Not even a free theatre ticket?


----------



## Maddy&Guy (Sep 22, 2017)

Thimble Queen said:


> Not even a free theatre ticket?


Oh yeah! Definitely a free ticket! That goes without saying


----------



## mrs quoad (Sep 22, 2017)

Maddy&Guy said:


> Sorry, unfortunately not. Just the chance for you to express your opinions and feelings in a positive direction


What, exactly, does "in a positive direction" mean?

I'd also say that you're pushing some ethical boundaries in using a personal (rather than academic) email address, and - tbf - I feel pretty uncomfortable about the lack of any mention of your uni / supervisor in your op. Which removes the actual line of academic accountability. Given that a UG won't ultimately be accountable for much, if it's been fully approved, and if sth goes wrong.  

Conducting real world interviews with real people is pretty bold for a UG dissertation and, it being before the start of term, you're doing pretty bloody well if you've been through ethics already.


----------



## Maddy&Guy (Sep 22, 2017)

mrs quoad said:


> What, exactly, does "in a positive direction" mean?
> 
> I'd also say that you're pushing some ethical boundaries in using a personal (rather than academic) email address, and - tbf - I feel pretty uncomfortable about the lack of any mention of your uni / supervisor in your op. Which removes the actual line of academic accountability. Given that a UG won't ultimately be accountable for much, if it's been fully approved, and if sth goes wrong.
> 
> Conducting real world interviews with real people is pretty bold for a UG dissertation and, it being before the start of term, you're doing pretty bloody well if you've been through ethics already.



Sorry if we've caused you any offence by posting this. 

'Positive direction', for me, is giving the opportunity for us to use the voice of the volunteer's to raise awareness in area's we both care about. We hope it will be an empowering experience and we will not move forwards with any material the volunteer is not comfortable with sharing. 

All interviews can be anonymous, and will take place in a mutually agreed safe space, with the volunteer free to end the interview as they wish.

We are happy to provide as much information about the university/theatre companies we are working with, but would prefer not to share too much on a public online platform. The aim is for the process to be completely transparent to the people who are directly involved. 

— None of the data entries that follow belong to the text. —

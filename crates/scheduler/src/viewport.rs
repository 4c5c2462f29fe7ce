//! Viewport state and the visibility resolver
//!
//! The resolver maps a viewport onto a page's tile plan and answers which
//! tiles are needed, at what resolution, and how urgently:
//! 1. Visible tiles (intersecting the screen) - decoded first
//! 2. Margin tiles (inside the prefetch band around the screen) - decoded
//!    ahead of panning
//!
//! Tiles outside both are not needed at all.

use std::collections::HashMap;

use pagetile_render::{
    DisplayRect, DisplaySize, Resolution, ScreenTransform, TileDescriptor, TileKey,
};

use crate::priority::JobPriority;

/// Default prefetch band, as a fraction of the visible extent per side
pub const DEFAULT_PREFETCH_MARGIN: f32 = 0.5;

/// Zoom and pan of one page on a surface
///
/// Screen position of a display-space point `p` is `p * scale + pan`.
#[derive(Debug, Clone, Copy, PartialEq)]
pub struct ViewportState {
    pub scale: f32,
    pub pan_x: f32,
    pub pan_y: f32,
    pub surface_width: f32,
    pub surface_height: f32,
}

impl ViewportState {
    /// Scale 1.0, no pan
    pub fn new(surface_width: f32, surface_height: f32) -> Self {
        Self {
            scale: 1.0,
            pan_x: 0.0,
            pan_y: 0.0,
            surface_width,
            surface_height,
        }
    }

    /// Page of `display` centred on the surface at `scale`
    pub fn centered(display: DisplaySize, surface_width: f32, surface_height: f32, scale: f32) -> Self {
        Self {
            scale,
            pan_x: (surface_width - display.width * scale) / 2.0,
            pan_y: (surface_height - display.height * scale) / 2.0,
            surface_width,
            surface_height,
        }
    }

    pub fn with_scale(mut self, scale: f32) -> Self {
        self.scale = scale;
        self
    }

    pub fn with_pan(mut self, pan_x: f32, pan_y: f32) -> Self {
        self.pan_x = pan_x;
        self.pan_y = pan_y;
        self
    }

    pub fn is_valid(&self) -> bool {
        self.scale.is_finite()
            && self.scale > 0.0
            && self.pan_x.is_finite()
            && self.pan_y.is_finite()
            && self.surface_width > 0.0
            && self.surface_height > 0.0
    }

    /// The on-screen area in display space
    pub fn visible_rect(&self) -> DisplayRect {
        DisplayRect::new(
            -self.pan_x / self.scale,
            -self.pan_y / self.scale,
            self.surface_width / self.scale,
            self.surface_height / self.scale,
        )
    }

    pub fn transform(&self) -> ScreenTransform {
        ScreenTransform {
            scale: self.scale,
            pan_x: self.pan_x,
            pan_y: self.pan_y,
            surface_width: self.surface_width,
            surface_height: self.surface_height,
        }
    }
}

/// What the decode scheduler needs to know about one tile
#[derive(Debug, Clone, Copy, PartialEq, Eq)]
pub struct NeededTile {
    /// Buffer resolution that fills the tile's screen rect at this scale
    pub target: Resolution,

    /// The target is larger than the source region on at least one axis
    pub upscale: bool,

    pub priority: JobPriority,
}

/// Computes the needed tile set for a viewport
///
/// # Example
///
/// ```
/// use pagetile_render::{plan, SourceDimensions};
/// use pagetile_scheduler::{JobPriority, ViewportState, VisibilityResolver};
///
/// let tiles = plan(SourceDimensions::new(4000, 4000), 1_000_000);
/// let viewport = ViewportState::new(1000.0, 1000.0);
///
/// let needed = VisibilityResolver::new().resolve(&tiles, &viewport);
/// let visible = needed.values().filter(|t| t.priority == JobPriority::Visible).count();
/// assert_eq!(visible, 1);
/// ```
#[derive(Debug, Clone, Copy)]
pub struct VisibilityResolver {
    prefetch_margin: f32,
}

impl VisibilityResolver {
    pub fn new() -> Self {
        Self {
            prefetch_margin: DEFAULT_PREFETCH_MARGIN,
        }
    }

    /// Prefetch band as a fraction of the visible width/height on each side
    pub fn with_prefetch_margin(mut self, margin: f32) -> Self {
        self.prefetch_margin = if margin.is_finite() { margin.max(0.0) } else { 0.0 };
        self
    }

    pub fn prefetch_margin(&self) -> f32 {
        self.prefetch_margin
    }

    pub fn resolve(
        &self,
        tiles: &[TileDescriptor],
        viewport: &ViewportState,
    ) -> HashMap<TileKey, NeededTile> {
        let mut needed = HashMap::new();
        if !viewport.is_valid() {
            return needed;
        }

        let visible = viewport.visible_rect();
        let prefetch = visible.expand(
            visible.width * self.prefetch_margin,
            visible.height * self.prefetch_margin,
        );

        for tile in tiles {
            if !tile.display_rect.intersects(&prefetch) {
                continue;
            }
            let priority = if tile.display_rect.intersects(&visible) {
                JobPriority::Visible
            } else {
                JobPriority::Margin
            };

            let target = target_resolution(&tile.display_rect, viewport.scale);
            needed.insert(
                tile.key,
                NeededTile {
                    target,
                    upscale: target.exceeds(tile.source_rect.size()),
                    priority,
                },
            );
        }

        needed
    }
}

impl Default for VisibilityResolver {
    fn default() -> Self {
        Self::new()
    }
}

/// On-screen pixel size of a display rect, at least 1 px per axis
pub fn target_resolution(display_rect: &DisplayRect, scale: f32) -> Resolution {
    let width = (display_rect.width as f64 * scale as f64).round().max(1.0);
    let height = (display_rect.height as f64 * scale as f64).round().max(1.0);
    Resolution::new(width.min(u32::MAX as f64) as u32, height.min(u32::MAX as f64) as u32)
}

We are simply interested in hearing what people have to say about our chosen subject area's. 

Sorry if this doesn't answer your concerns, I can assure you our procedure is above board and carefully considered, with two credible institutions behind us, who are ethically validating our work.

I hope this reassures people who are thinking of volunteering, we would love to hear from you! Please do get in contact.


----------



## The Boy (Sep 22, 2017)

<ed: no, this is too much - content removed>


----------



## mrs quoad (Sep 22, 2017)

Maddy&Guy said:


> All interviews can be anonymous, and will take place in a mutually agreed safe space, with the volunteer free to end the interview as they wish.
> 
> We are happy to provide as much information about the university/theatre companies we are working with, but would prefer not to share too much on a public online platform. The aim is for the process to be completely transparent to the people who are directly involved.
> 
> ...


I'm an academic who supervises undergraduates. 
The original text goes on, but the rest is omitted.